What is expected -
Retype the records exactly.

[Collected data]
--------------------------------------------------

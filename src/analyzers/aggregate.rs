use crate::analyzers::bucket::occupancy_series;
use crate::analyzers::types::{OccupancyClass, StationReport};
use crate::analyzers::utility::{mean, settle_ratios};
use crate::gbfs::StationSnapshot;
use crate::store::LogState;
use crate::window::TimeWindow;
use std::num::{NonZeroU32, NonZeroUsize};

/// Mean of a fine-grained series, with out-of-range values replaced by the
/// last valid one.
pub fn station_average(series: &[f64]) -> f64 {
    let mut carry = 0.0;
    mean(&settle_ratios(series, &mut carry))
}

/// Averages consecutive windows of `span` fine buckets. The last valid value
/// carries across window boundaries; a trailing partial window is averaged
/// over its own length.
pub fn windowed_means(series: &[f64], span: NonZeroUsize) -> Vec<f64> {
    let mut carry = 0.0;
    series
        .chunks(span.get())
        .map(|chunk| mean(&settle_ratios(chunk, &mut carry)))
        .collect()
}

/// Classifies a station by whether it logged anything and what it averaged.
pub fn classify(state: &LogState<StationSnapshot>, average: f64) -> OccupancyClass {
    if state.records().is_empty() {
        OccupancyClass::NoData
    } else if average == 0.0 {
        OccupancyClass::AlwaysEmpty
    } else {
        OccupancyClass::Observed(average)
    }
}

/// Derives every per-station metric from one read of its log.
pub fn aggregate_station(
    station_id: &str,
    state: &LogState<StationSnapshot>,
    window: &TimeWindow,
    width: NonZeroU32,
    hourly_span: NonZeroUsize,
) -> StationReport {
    let series = occupancy_series(state.records(), window, width);
    let average = station_average(&series);

    StationReport {
        station_id: station_id.to_string(),
        activity: match state {
            LogState::Missing => None,
            LogState::Present(contents) => Some(contents.records.len()),
        },
        occupancy: classify(state, average),
        hourly: windowed_means(&series, hourly_span),
        malformed: state.malformed(),
    }
}
use std::num::NonZeroU64;
use std::time::{Duration, SystemTime, UNIX_EPOCH};

/// Fires on wall-clock multiples of a fixed period (e.g. every full minute).
#[derive(Debug, Clone, Copy, PartialEq, Eq)]
pub struct Schedule {
    period: Duration,
}

impl Schedule {
    pub fn every_secs(secs: NonZeroU64) -> Self {
        Self {
            period: Duration::from_secs(secs.get()),
        }
    }

    pub fn period(&self) -> Duration {
        self.period
    }

    /// Time left until the next boundary; zero when `now` sits exactly on one.
    pub fn until_next(&self, now: SystemTime) -> Duration {
        let since_epoch = now.duration_since(UNIX_EPOCH).unwrap_or_default();
        let period = self.period.as_nanos();
        let into_period = since_epoch.as_nanos() % period;
        if into_period == 0 {
            return Duration::ZERO;
        }
        Duration::from_nanos((period - into_period) as u64)
    }
}

#[cfg(test)]
mod tests {
    use super::*;

    fn minute() -> Schedule {
        Schedule::every_secs(NonZeroU64::new(60).unwrap())
    }

    fn at(secs: f64) -> SystemTime {
        UNIX_EPOCH + Duration::from_secs_f64(secs)
    }

    #[test]
    fn test_waits_until_next_full_minute() {
        assert_eq!(minute().until_next(at(125.0)), Duration::from_secs(55));
        assert_eq!(minute().until_next(at(120.5)), Duration::from_millis(59_500));
        assert_eq!(minute().until_next(at(179.0)), Duration::from_secs(1));
    }

    #[test]
    fn test_on_boundary_fires_immediately() {
        assert_eq!(minute().until_next(at(1_500_000_000.0)), Duration::ZERO);
        assert_eq!(minute().until_next(UNIX_EPOCH), Duration::ZERO);
    }
}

--------------------------------------------------

Exercise response -
filename src/analyzers/aggregate.rs
use crate::analyzers::bucket::occupancy_series;
use crate::analyzers::types::{OccupancyClass, StationReport};
use crate::analyzers::utility::{mean, settle_ratios};
use crate::gbfs::StationSnapshot;
use crate::store::LogState;
use crate::window::TimeWindow;
use std::num::{NonZeroU32, NonZeroUsize};

/// Mean of a fine-grained series, with out-of-range values replaced by the
/// last valid one.
pub fn station_average(series: &[f64]) -> f64 {
    let mut carry = 0.0;
    mean(&settle_ratios(series, &mut carry))
}

/// Averages consecutive windows of `span` fine buckets. The last valid value
/// carries across window boundaries; a trailing partial window is averaged
/// over its own length.
pub fn windowed_means(series: &[f64], span: NonZeroUsize) -> Vec<f64> {
    let mut carry = 0.0;
    series
        .chunks(span.get())
        .map(|chunk| mean(&settle_ratios(chunk, &mut carry)))
        .collect()
}

/// Classifies a station by whether it logged anything and what it averaged.
pub fn classify(state: &LogState<StationSnapshot>, average: f64) -> OccupancyClass {
    if state.records().is_empty() {
        OccupancyClass::NoData
    } else if average == 0.0 {
        OccupancyClass::AlwaysEmpty
    } else {
        OccupancyClass::Observed(average)
    }
}

/// Derives every per-station metric from one read of its log.
pub fn aggregate_station(
    station_id: &str,
    state: &LogState<StationSnapshot>,
    window: &TimeWindow,
    width: NonZeroU32,
    hourly_span: NonZeroUsize,
) -> StationReport {
    let series = occupancy_series(state.records(), window, width);
    let average = station_average(&series);

    StationReport {
        station_id: station_id.to_string(),
        activity: match state {
            LogState::Missing => None,
            LogState::Present(contents) => Some(contents.records.len()),
        },
        occupancy: classify(state, average),
        hourly: windowed_means(&series, hourly_span),
        malformed: state.malformed(),
    }
}
use std::num::NonZeroU64;
use std::time::{Duration, SystemTime, UNIX_EPOCH};

/// Fires on wall-clock multiples of a fixed period (e.g. every full minute).
#[derive(Debug, Clone, Copy, PartialEq, Eq)]
pub struct Schedule {
    period: Duration,
}

impl Schedule {
    pub fn every_secs(secs: NonZeroU64) -> Self {
        Self {
            period: Duration::from_secs(secs.get()),
        }
    }

    pub fn period(&self) -> Duration {
        self.period
    }

    /// Time left until the next boundary; zero when `now` sits exactly on one.
    pub fn until_next(&self, now: SystemTime) -> Duration {
        let since_epoch = now.duration_since(UNIX_EPOCH).unwrap_or_default();
        let period = self.period.as_nanos();
        let into_period = since_epoch.as_nanos() % period;
        if into_period == 0 {
            return Duration::ZERO;
        }
        Duration::from_nanos((period - into_period) as u64)
    }
}

#[cfg(test)]
mod tests {
    use super::*;

    fn minute() -> Schedule {
        Schedule::every_secs(NonZeroU64::new(60).unwrap())
    }

    fn at(secs: f64) -> SystemTime {
        UNIX_EPOCH + Duration::from_secs_f64(secs)
    }

    #[test]
    fn test_waits_until_next_full_minute() {
        assert_eq!(minute().until_next(at(125.0)), Duration::from_secs(55));
        assert_eq!(minute().until_next(at(120.5)), Duration::from_millis(59_500));
        assert_eq!(minute().until_next(at(179.0)), Duration::from_secs(1));
    }

    #[test]
    fn test_on_boundary_fires_immediately() {
        assert_eq!(minute().until_next(at(1_500_000_000.0)), Duration::ZERO);
        assert_eq!(minute().until_next(UNIX_EPOCH), Duration::ZERO);
    }
}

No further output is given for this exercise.